JUAN LUIS HENARES

Apuntó a la rapada cabeza, y con toda su fuerza lanzó la piedra; como el juez de línea corría a la par del delantero que llevaba la pelota, el proyectil cayó a varios metros de distancia. Al ver que había errado su tiro, gritó a viva voz:

—¡Pero si no fue orsai! ¿Qué cobrás animal?

Por supuesto, entre tanto bochinche el lineman ni se enteró del grito.

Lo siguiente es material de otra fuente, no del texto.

//! Centroid preference model.
//!
//! Scores are in `[0, 1]`, lower meaning closer to what the user liked and
//! further from what they disliked. The model is always rebuilt from scratch.

use feedloom_core::embedding::Embedder;
use feedloom_core::error::StoreError;
use feedloom_core::feed::{FeedItem, Preference};
use feedloom_store::{cosine_similarity, mean_vector};
use serde::Serialize;
use std::collections::HashMap;
use tracing::{info, warn};

/// Score given when there is nothing to compare against.
pub const NEUTRAL_SCORE: f32 = 0.5;

#[derive(Debug, Clone, PartialEq, Serialize)]
pub struct PreferenceModel {
    #[serde(skip)]
    pub liked_centroid: Option<Vec<f32>>,
    #[serde(skip)]
    pub disliked_centroid: Option<Vec<f32>>,
    pub liked_count: usize,
    pub disliked_count: usize,
}

impl PreferenceModel {
    /// Build centroids from already embedded members of each class.
    pub fn from_embeddings(liked: &[Vec<f32>], disliked: &[Vec<f32>]) -> Self {
        Self {
            liked_centroid: mean_vector(liked.iter().map(Vec::as_slice)),
            disliked_centroid: mean_vector(disliked.iter().map(Vec::as_slice)),
            liked_count: liked.len(),
            disliked_count: disliked.len(),
        }
    }

    /// Train from explicit preferences.
    ///
    /// Returns `None` when fewer than `min_labeled` preferences exist, or
    /// when none of the labelled items can be found. `items` are the stored
    /// items for the labelled ids; items without a stored embedding are
    /// embedded in one batch.
    pub async fn train(
        preferences: &[Preference],
        items: &[FeedItem],
        embedder: &dyn Embedder,
        min_labeled: usize,
    ) -> Result<Option<Self>, StoreError> {
        let liked_total = preferences.iter().filter(|p| p.is_liked).count();
        let disliked_total = preferences.len() - liked_total;
        info!(liked = liked_total, disliked = disliked_total, "Preference statistics");

        if preferences.len() < min_labeled {
            info!(min_labeled, "Not enough labelled items to train a preference model");
            return Ok(None);
        }

        let labels: HashMap<&str, bool> = preferences
            .iter()
            .map(|p| (p.feed_id.as_str(), p.is_liked))
            .collect();
        let labelled: Vec<(&FeedItem, bool)> = items
            .iter()
            .filter_map(|item| labels.get(item.id.as_str()).map(|liked| (item, *liked)))
            .collect();

        if labelled.is_empty() {
            warn!("None of the labelled feed items are stored; no preference model");
            return Ok(None);
        }

        let embeddings = embed_missing(labelled.iter().map(|(item, _)| *item), embedder).await?;

        let mut liked = Vec::new();
        let mut disliked = Vec::new();
        for ((_, is_liked), embedding) in labelled.iter().zip(embeddings) {
            if *is_liked {
                liked.push(embedding);
            } else {
                disliked.push(embedding);
            }
        }

        let model = Self::from_embeddings(&liked, &disliked);
        info!(
            liked = model.liked_count,
            disliked = model.disliked_count,
            "Preference model trained"
        );
        Ok(Some(model))
    }

    /// Score one embedding against this model.
    pub fn score(&self, embedding: &[f32]) -> f32 {
        let liked = self.liked_centroid.as_deref().map(|c| cosine_similarity(embedding, c));
        let disliked = self.disliked_centroid.as_deref().map(|c| cosine_similarity(embedding, c));

        let raw = match (liked, disliked) {
            (None, None) => return NEUTRAL_SCORE,
            (Some(l), None) => 1.0 - l,
            (None, Some(d)) => d,
            (Some(l), Some(d)) => 1.0 - l + d,
        };
        raw.clamp(0.0, 1.0)
    }
}

/// Score an embedding against an optional model; no model is neutral.
pub fn score(embedding: &[f32], model: Option<&PreferenceModel>) -> f32 {
    model.map_or(NEUTRAL_SCORE, |m| m.score(embedding))
}

/// Embeddings for `items` in order, embedding only those without a stored vector.
pub(crate) async fn embed_missing<'a, I>(items: I, embedder: &dyn Embedder) -> Result<Vec<Vec<f32>>, StoreError>
where
    I: IntoIterator<Item = &'a FeedItem>,
{
    let items: Vec<&FeedItem> = items.into_iter().collect();
    let missing: Vec<String> = items
        .iter()
        .filter(|item| item.embedding.is_none())
        .map(|item| item.document())
        .collect();

    let mut fresh = if missing.is_empty() {
        Vec::new()
    } else {
        embedder.embed(&missing).await?
    }
    .into_iter();

    items
        .iter()
        .map(|item| match &item.embedding {
            Some(e) => Ok(e.clone()),
            None => fresh
                .next()
                .ok_or_else(|| StoreError::EmbeddingFailed("embedder returned too few vectors".into())),
        })
        .collect()
}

El que lo escuchó fue otro hincha que estaba a su lado, quien tranquilamente le contestó:

—Ramírez estaba adelantado.

Andrés le devolvió una furibunda mirada, como si fuera su enemigo, a punto de golpearlo; el estruendo de miles de gargantas que gritaban ¡penal! lo hicieron olvidar instantáneamente su propósito. Dio vuelta la cabeza, miró la cancha y notó que el juego continuaba, ya que el referee no cobró la falta. Cinco minutos después, en medio de un concierto de insultos, el encargado de impartir justicia dio por finalizado el encuentro. Se quedó en la tribuna, embroncado por la derrota, tirando piedras y botellas a los integrantes de la hinchada visitante, quienes intentaban salir rápido del estadio. Ya afuera, junto a una veintena de fanáticos, se tomó a golpes con unos pocos simpatizantes del equipo ganador; no era cuestión de perder también en la calle. Luego, tomaron varias cervezas heladas en un bar cercano al estadio.

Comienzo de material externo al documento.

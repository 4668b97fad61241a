//! MCP client: tool discovery and invocation on a remote server.

pub mod protocol;
pub mod transport;

use async_trait::async_trait;
use feedloom_core::error::ToolError;
use feedloom_core::tool::{ToolBackend, ToolStream};
use std::sync::atomic::{AtomicI64, Ordering};
use std::time::Duration;
use tokio::sync::{Mutex, mpsc};
use tracing::{debug, info, warn};

use protocol::{CallResult, INTERNAL_ERROR, METHOD_NOT_FOUND, RpcNotification, RpcRequest, ToolList};
pub use transport::{HttpTransport, McpTransport};

const PROTOCOL_VERSION: &str = "2025-03-26";

pub struct McpHttpClient {
    transport: Box<dyn McpTransport>,
    next_id: AtomicI64,
    initialized: Mutex<bool>,
}

impl McpHttpClient {
    pub fn new(url: impl Into<String>, timeout: Duration) -> Self {
        Self::with_transport(Box::new(HttpTransport::new(url, timeout)))
    }

    pub fn with_transport(transport: Box<dyn McpTransport>) -> Self {
        Self {
            transport,
            next_id: AtomicI64::new(1),
            initialized: Mutex::new(false),
        }
    }

    fn next_id(&self) -> i64 {
        self.next_id.fetch_add(1, Ordering::SeqCst)
    }

    async fn request(&self, method: &str, params: Option<serde_json::Value>) -> Result<serde_json::Value, ToolError> {
        self.transport
            .send(RpcRequest::new(self.next_id(), method, params))
            .await?
            .into_result()
    }

    /// Handshake once per client. Servers that do not implement
    /// `initialize` are used without it.
    async fn ensure_initialized(&self) -> Result<(), ToolError> {
        let mut initialized = self.initialized.lock().await;
        if *initialized {
            return Ok(());
        }

        let params = serde_json::json!({
            "protocolVersion": PROTOCOL_VERSION,
            "clientInfo": { "name": "feedloom", "version": env!("CARGO_PKG_VERSION") },
            "capabilities": {},
        });
        match self.request("initialize", Some(params)).await {
            Ok(result) => {
                let server = result
                    .pointer("/serverInfo/name")
                    .and_then(|v| v.as_str())
                    .unwrap_or("unknown");
                info!(server, "MCP session initialized");
                self.transport
                    .notify(RpcNotification::new("notifications/initialized"))
                    .await?;
            }
            Err(ToolError::Protocol { code: METHOD_NOT_FOUND, .. }) => {
                debug!("MCP server has no initialize method");
            }
            Err(e) => return Err(e),
        }

        *initialized = true;
        Ok(())
    }

    async fn call_result(&self, tool: &str, params: serde_json::Value) -> Result<CallResult, ToolError> {
        self.ensure_initialized().await?;
        let raw = self
            .request("tools/call", Some(serde_json::json!({ "name": tool, "arguments": params })))
            .await?;
        let result: CallResult = serde_json::from_value(raw).map_err(|e| ToolError::Protocol {
            code: INTERNAL_ERROR,
            message: format!("malformed tools/call result: {e}"),
        })?;

        if result.is_error {
            warn!(tool, "MCP tool reported an error");
            return Err(ToolError::ExecutionFailed {
                tool_name: tool.to_string(),
                reason: result.joined_text(),
            });
        }
        Ok(result)
    }
}

#[async_trait]
impl ToolBackend for McpHttpClient {
    fn name(&self) -> &str {
        "mcp"
    }

    async fn list_tools(&self) -> Result<Vec<String>, ToolError> {
        self.ensure_initialized().await?;
        let raw = self.request("tools/list", None).await?;
        let list: ToolList = serde_json::from_value(raw).map_err(|e| ToolError::Protocol {
            code: INTERNAL_ERROR,
            message: format!("malformed tools/list result: {e}"),
        })?;
        Ok(list.tools.into_iter().map(|t| t.name).collect())
    }

    async fn call(&self, tool: &str, params: serde_json::Value) -> Result<String, ToolError> {
        Ok(self.call_result(tool, params).await?.joined_text())
    }

    async fn call_streaming(&self, tool: &str, params: serde_json::Value) -> Result<ToolStream, ToolError> {
        let result = self.call_result(tool, params).await?;
        let texts: Vec<String> = result.texts().into_iter().map(String::from).collect();

        let (tx, rx) = mpsc::channel(texts.len().max(1));
        for text in texts {
            let _ = tx.send(Ok(text)).await;
        }
        Ok(rx)
    }
}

Cerca de la medianoche llegó a su casa, borracho y con restos de sangre en la cara; su mujer se enojó mucho. Tras una corta discusión ella le pidió:

—Por favor comé algo, bañate y acostate, que mañana tenés que ir temprano a trabajar —le recordó que el alquiler estaba vencido, y que habían recibido los avisos de corte por atraso en el pago de las facturas de cable, electricidad y teléfono.

Se levantó media hora tarde; en el tren insultó a un joven que llevaba puesta la camiseta del club rival. Al llegar al trabajo su patrón lo estaba esperando impaciente en la puerta del local; lo recibió con un tajante:

—Otra vez tarde.

No hubo respuesta, solo una mirada al piso. Ante su silencio, el dueño volvió a la carga:

—Me cansaste, no aguanto más tu irresponsabilidad, ¡estás despedido!

Andrés lo miró como un niño que acaba de cometer una travesura y no sabe de qué forma disculparse.

—Perdón jefe —atinó a murmurar tímido y asustado. No discutió, protestó ni intentó cambiar la situación; dio media vuelta y regresó, cabizbajo, por el mismo lugar que había llegado.

Pocas cuadras más adelante encontró a un viejo amigo.

—¿Cómo estás Andrés?

Ofuscado le contestó:

—¿Y cómo voy a estar? ¡Para la mierda! Perdimos, ¡nos robaron un penal!

Muy molesto, continuó por su camino.